The new study, published in the April 15th issue of Cancer, could be important in identifying a "genetic marker" for lung cancer and other cancers that may be inherited.
Lung cancer is one of the most difficult cancer to diagnose in its early stages. Although 90% of lung cancers occur in smokers, this cancer also strikes nonsmokers and former smokers. Scientists are attempting to identify cofactors that might predispose people to lung cancer. Finding such predictors of susceptibility could help doctors detect the disease early, when it is most treatable.
Led by Dr.

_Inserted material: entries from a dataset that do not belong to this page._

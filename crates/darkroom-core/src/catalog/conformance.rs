//! Behaviour every `CatalogStore` must share, run against each implementation.

use super::CatalogStore;
use crate::error::CatalogError;
use crate::types::{ArtifactStatus, NewDerivedArtifact, NewSourceImage, SourceMetadata};

pub(crate) fn new_image(key: &str) -> NewSourceImage {
    NewSourceImage {
        storage_key: key.to_string(),
        file_name: format!("{key}.png"),
        media_type: "image/png".to_string(),
        file_size: 42,
        checksum: Some("c0ffee".to_string()),
        metadata: Some(SourceMetadata {
            width: Some(4),
            height: Some(3),
            format: Some("png".to_string()),
            ..Default::default()
        }),
    }
}

pub(crate) fn new_artifact(source: i64, key: &str, fingerprint: &str) -> NewDerivedArtifact {
    NewDerivedArtifact {
        source_image_id: source,
        storage_key: key.to_string(),
        file_name: format!("filtered_{key}.png"),
        media_type: "image/png".to_string(),
        file_size: 7,
        fingerprint: Some(fingerprint.to_string()),
        params: Some(r#"{"output_format":"png"}"#.to_string()),
        status: ArtifactStatus::Completed,
        error_message: None,
    }
}

pub(crate) async fn run_all(catalog: &dyn CatalogStore) {
    roundtrips_rows(catalog).await;
    rejects_duplicates(catalog).await;
    links_are_idempotent(catalog).await;
    delete_respects_ownership(catalog).await;
    missing_rows(catalog).await;
}

async fn roundtrips_rows(catalog: &dyn CatalogStore) {
    let c = catalog.create_collection("trip", Some("summer")).await.unwrap();
    assert_eq!(catalog.get_collection(c.id).await.unwrap().unwrap().name, "trip");

    let image = catalog.create_source_image(new_image("rt-img"), c.id).await.unwrap();
    assert_eq!(image.owner_collection_id, c.id);
    let loaded = catalog.get_source_image(image.id).await.unwrap().unwrap();
    assert_eq!(loaded.storage_key, "rt-img");
    assert_eq!(loaded.file_size, 42);
    assert_eq!(loaded.metadata.unwrap().width, Some(4));

    let members = catalog.images_for_collection(c.id).await.unwrap();
    assert_eq!(members.iter().map(|i| i.id).collect::<Vec<_>>(), vec![image.id]);

    let artifact = catalog
        .create_artifact(new_artifact(image.id, "rt-art", "fp1"), c.id)
        .await
        .unwrap();
    assert_eq!(artifact.status, ArtifactStatus::Completed);
    let found = catalog.find_artifact(image.id, "fp1").await.unwrap().unwrap();
    assert_eq!(found.id, artifact.id);
    assert!(catalog.find_artifact(image.id, "fp2").await.unwrap().is_none());
    assert!(catalog.artifact_linked(c.id, artifact.id).await.unwrap());
    assert_eq!(catalog.artifacts_for_image(image.id).await.unwrap().len(), 1);
    assert_eq!(catalog.artifacts_for_collection(c.id).await.unwrap().len(), 1);

    let summary = catalog
        .list_collections()
        .await
        .unwrap()
        .into_iter()
        .find(|s| s.id == c.id)
        .unwrap();
    assert_eq!((summary.image_count, summary.artifact_count), (1, 1));
}

async fn rejects_duplicates(catalog: &dyn CatalogStore) {
    let c = catalog.create_collection("dups", None).await.unwrap();
    let image = catalog.create_source_image(new_image("dup-img"), c.id).await.unwrap();

    let err = catalog
        .create_source_image(new_image("dup-img"), c.id)
        .await
        .unwrap_err();
    assert!(matches!(err, CatalogError::Duplicate { .. }), "{err}");

    catalog
        .create_artifact(new_artifact(image.id, "dup-art-1", "same"), c.id)
        .await
        .unwrap();
    let err = catalog
        .create_artifact(new_artifact(image.id, "dup-art-2", "same"), c.id)
        .await
        .unwrap_err();
    assert!(matches!(err, CatalogError::Duplicate { .. }), "{err}");

    // The rejected insert left nothing behind
    assert_eq!(catalog.artifacts_for_image(image.id).await.unwrap().len(), 1);
    assert_eq!(catalog.artifacts_for_collection(c.id).await.unwrap().len(), 1);

    // No fingerprint, no uniqueness on the pair
    let mut a = new_artifact(image.id, "dup-art-3", "x");
    a.fingerprint = None;
    let mut b = new_artifact(image.id, "dup-art-4", "x");
    b.fingerprint = None;
    catalog.create_artifact(a, c.id).await.unwrap();
    catalog.create_artifact(b, c.id).await.unwrap();
}

async fn links_are_idempotent(catalog: &dyn CatalogStore) {
    let a = catalog.create_collection("a", None).await.unwrap();
    let b = catalog.create_collection("b", None).await.unwrap();
    let image = catalog.create_source_image(new_image("link-img"), a.id).await.unwrap();
    let artifact = catalog
        .create_artifact(new_artifact(image.id, "link-art", "fp"), a.id)
        .await
        .unwrap();

    assert!(!catalog.link_source_image(a.id, image.id).await.unwrap());
    assert!(catalog.link_source_image(b.id, image.id).await.unwrap());
    assert!(!catalog.link_source_image(b.id, image.id).await.unwrap());

    assert!(!catalog.artifact_linked(b.id, artifact.id).await.unwrap());
    assert!(catalog.link_artifact(b.id, artifact.id).await.unwrap());
    assert!(!catalog.link_artifact(b.id, artifact.id).await.unwrap());
    assert!(catalog.artifact_linked(b.id, artifact.id).await.unwrap());
    assert_eq!(catalog.images_for_collection(b.id).await.unwrap().len(), 1);
}

async fn delete_respects_ownership(catalog: &dyn CatalogStore) {
    let owner = catalog.create_collection("owner", None).await.unwrap();
    let other = catalog.create_collection("other", None).await.unwrap();

    // Owned by `owner`, shared into `other`
    let owned = catalog.create_source_image(new_image("del-owned"), owner.id).await.unwrap();
    let owned_art = catalog
        .create_artifact(new_artifact(owned.id, "del-owned-art", "fp"), owner.id)
        .await
        .unwrap();
    catalog.link_source_image(other.id, owned.id).await.unwrap();
    catalog.link_artifact(other.id, owned_art.id).await.unwrap();

    // Owned by `other`, shared into `owner`, with one artifact made for each
    let foreign = catalog.create_source_image(new_image("del-foreign"), other.id).await.unwrap();
    catalog.link_source_image(owner.id, foreign.id).await.unwrap();
    let made_for_owner = catalog
        .create_artifact(new_artifact(foreign.id, "del-foreign-owner", "fp-a"), owner.id)
        .await
        .unwrap();
    let made_for_other = catalog
        .create_artifact(new_artifact(foreign.id, "del-foreign-other", "fp-b"), other.id)
        .await
        .unwrap();
    catalog.link_artifact(owner.id, made_for_other.id).await.unwrap();

    let mut purged = catalog.delete_collection(owner.id).await.unwrap().unwrap();
    purged.artifact_keys.sort();
    assert_eq!(purged.source_keys, vec!["del-owned".to_string()]);
    assert_eq!(
        purged.artifact_keys,
        vec!["del-foreign-owner".to_string(), "del-owned-art".to_string()]
    );

    assert!(catalog.get_collection(owner.id).await.unwrap().is_none());
    assert!(catalog.get_source_image(owned.id).await.unwrap().is_none());
    assert!(catalog.find_artifact(foreign.id, "fp-a").await.unwrap().is_none());
    assert!(catalog.get_source_image(foreign.id).await.unwrap().is_some());
    assert_eq!(
        catalog.find_artifact(foreign.id, "fp-b").await.unwrap().map(|a| a.id),
        Some(made_for_other.id)
    );

    // `other` lost the memberships that pointed at purged rows only
    let images: Vec<_> = catalog
        .images_for_collection(other.id)
        .await
        .unwrap()
        .into_iter()
        .map(|i| i.id)
        .collect();
    assert_eq!(images, vec![foreign.id]);
    let artifacts: Vec<_> = catalog
        .artifacts_for_collection(other.id)
        .await
        .unwrap()
        .into_iter()
        .map(|a| a.id)
        .collect();
    assert_eq!(artifacts, vec![made_for_other.id]);
    assert!(!artifacts.contains(&made_for_owner.id));

    assert!(catalog.delete_collection(owner.id).await.unwrap().is_none());
}

async fn missing_rows(catalog: &dyn CatalogStore) {
    assert!(catalog.get_collection(999_999).await.unwrap().is_none());
    assert!(catalog.get_source_image(999_999).await.unwrap().is_none());

    let err = catalog
        .create_source_image(new_image("orphan"), 999_999)
        .await
        .unwrap_err();
    assert!(matches!(err, CatalogError::NotFound { .. }), "{err}");

    let c = catalog.create_collection("m", None).await.unwrap();
    let err = catalog.link_artifact(c.id, 999_999).await.unwrap_err();
    assert!(matches!(err, CatalogError::NotFound { .. }), "{err}");
    assert!(catalog.images_for_collection(999_999).await.unwrap().is_empty());
}
//! The `darkroom apply` command.

use clap::Args;
use darkroom_core::{BatchReport, Config, FilterParams, OutputFormat};
use std::path::PathBuf;
use std::time::Instant;

use super::types::{ImageFormatArg, ReportFormatArg};

/// Filter flags. Unset flags leave the step out of the spec.
#[derive(Args, Debug, Default, Clone)]
pub struct FilterArgs {
    /// Brightness, 0-100 (50 is neutral)
    #[arg(long, allow_negative_numbers = true)]
    pub brightness: Option<i64>,

    /// Contrast, 0-100 (50 is neutral)
    #[arg(long, allow_negative_numbers = true)]
    pub contrast: Option<i64>,

    /// Saturation, 0-100 (50 is neutral, 0 is grayscale)
    #[arg(long, allow_negative_numbers = true)]
    pub saturation: Option<i64>,

    /// Gaussian blur strength, 0-50
    #[arg(long, allow_negative_numbers = true)]
    pub blur: Option<i64>,

    /// Sharpen with a 3x3 kernel
    #[arg(long)]
    pub sharpen: bool,

    /// Sepia tone
    #[arg(long)]
    pub vintage: bool,

    /// Overlay detected edges
    #[arg(long)]
    pub edge_detect: bool,

    /// Outline detected faces (needs `filters.face_model_path`)
    #[arg(long)]
    pub face_detect: bool,

    /// Encoded format of the filtered images
    #[arg(short, long, value_enum)]
    pub format: Option<ImageFormatArg>,
}

impl FilterArgs {
    /// Overlay the flags that were given on top of `base`.
    pub fn merge_into(&self, mut base: FilterParams) -> FilterParams {
        if self.brightness.is_some() {
            base.brightness = self.brightness;
        }
        if self.contrast.is_some() {
            base.contrast = self.contrast;
        }
        if self.saturation.is_some() {
            base.saturation = self.saturation;
        }
        if self.blur.is_some() {
            base.blur = self.blur;
        }
        if self.sharpen {
            base.sharpen = Some(true);
        }
        if self.vintage {
            base.vintage = Some(true);
        }
        if self.edge_detect {
            base.edge_detect = Some(true);
        }
        if self.face_detect {
            base.face_detect = Some(true);
        }
        if let Some(format) = self.format {
            base.output_format = Some(OutputFormat::from(format).as_str().to_string());
        }
        base
    }
}

/// Arguments for the `apply` command.
#[derive(Args, Debug)]
pub struct ApplyArgs {
    /// Collection the results are linked into
    #[arg(short, long)]
    pub collection: i64,

    /// Apply to this image only instead of every member
    #[arg(short, long)]
    pub image: Option<i64>,

    #[command(flatten)]
    pub filters: FilterArgs,

    /// JSON file with filter parameters; flags override its values
    #[arg(long)]
    pub params: Option<PathBuf>,

    /// Report file (defaults to stdout)
    #[arg(short, long)]
    pub output: Option<PathBuf>,

    /// Report format
    #[arg(long, value_enum, default_value = "json")]
    pub report: ReportFormatArg,
}

/// Execute the apply command.
pub async fn execute(args: ApplyArgs, config: Config) -> anyhow::Result<()> {
    let params = build_params(&args)?;
    let darkroom = super::open(config).await?;
    let start = Instant::now();

    let mut writer = super::report_writer(args.output.as_deref(), args.report)?;
    match args.image {
        Some(image_id) => {
            let item = darkroom
                .apply_to_image(args.collection, image_id, params)
                .await?;
            writer.write(&item)?;
            writer.flush()?;
            if let Some(error) = &item.error {
                tracing::warn!("Image {} {}: {}", image_id, item.status, error);
            }
        }
        None => {
            let report = darkroom.apply_to_collection(args.collection, params).await?;
            writer.write_batch(&report)?;
            writer.flush()?;
            print_summary(&report, start.elapsed());
        }
    }
    Ok(())
}

fn build_params(args: &ApplyArgs) -> anyhow::Result<FilterParams> {
    let base = match &args.params {
        Some(path) => {
            let content = std::fs::read_to_string(path)?;
            serde_json::from_str(&content)
                .map_err(|e| anyhow::anyhow!("Invalid filter parameters in {:?}: {}", path, e))?
        }
        None => FilterParams::default(),
    };
    Ok(args.filters.merge_into(base))
}

/// Print a formatted summary table after a collection-wide apply.
fn print_summary(report: &BatchReport, elapsed: std::time::Duration) {
    let created = report.processed - report.skipped;

    eprintln!();
    eprintln!("  ====================================");
    eprintln!("               Summary");
    eprintln!("  ====================================");
    eprintln!("    Created:      {:>8}", created);
    eprintln!("    Reused:       {:>8}", report.skipped);
    if report.failed > 0 {
        eprintln!("    Failed:       {:>8}", report.failed);
    }
    eprintln!("  ------------------------------------");
    eprintln!("    Total:        {:>8}", report.items.len());
    eprintln!("    Duration:     {:>7.1}s", elapsed.as_secs_f64());
    eprintln!("  ====================================");
}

Xifeng Wu, assistant professor of epidemiology, the study of 97 lung cancer patients found that 44% had changes in chromosome 9 in the peripheral blood lymphocytes, as compared with 23% of the comparison group. Patients who exhibited this change were over two times more likely to report having a first-degree relative with cancer and eight times more likely to have a first-degree relative with lung cancer, according to Dr. Wu.
Implications for Early Detection and Treatment
"We are encouraged by the results and their im-plications for early detection and treatment, said Dr. Margaret Spitz, professor and chair of the department of epidemiology and one of the study investigators. "If these chromosome aberrations are markers of lung cancer susceptibility, they can be used to identify populations that should be targeted for early detection and intervention, which improve the chances of successful treatment. While further study is warranted because the number of subjects in this study was small, we are optimistic about the findings."
The researchers are now exploring whether these aberrations occur concordantly in the lung tissue.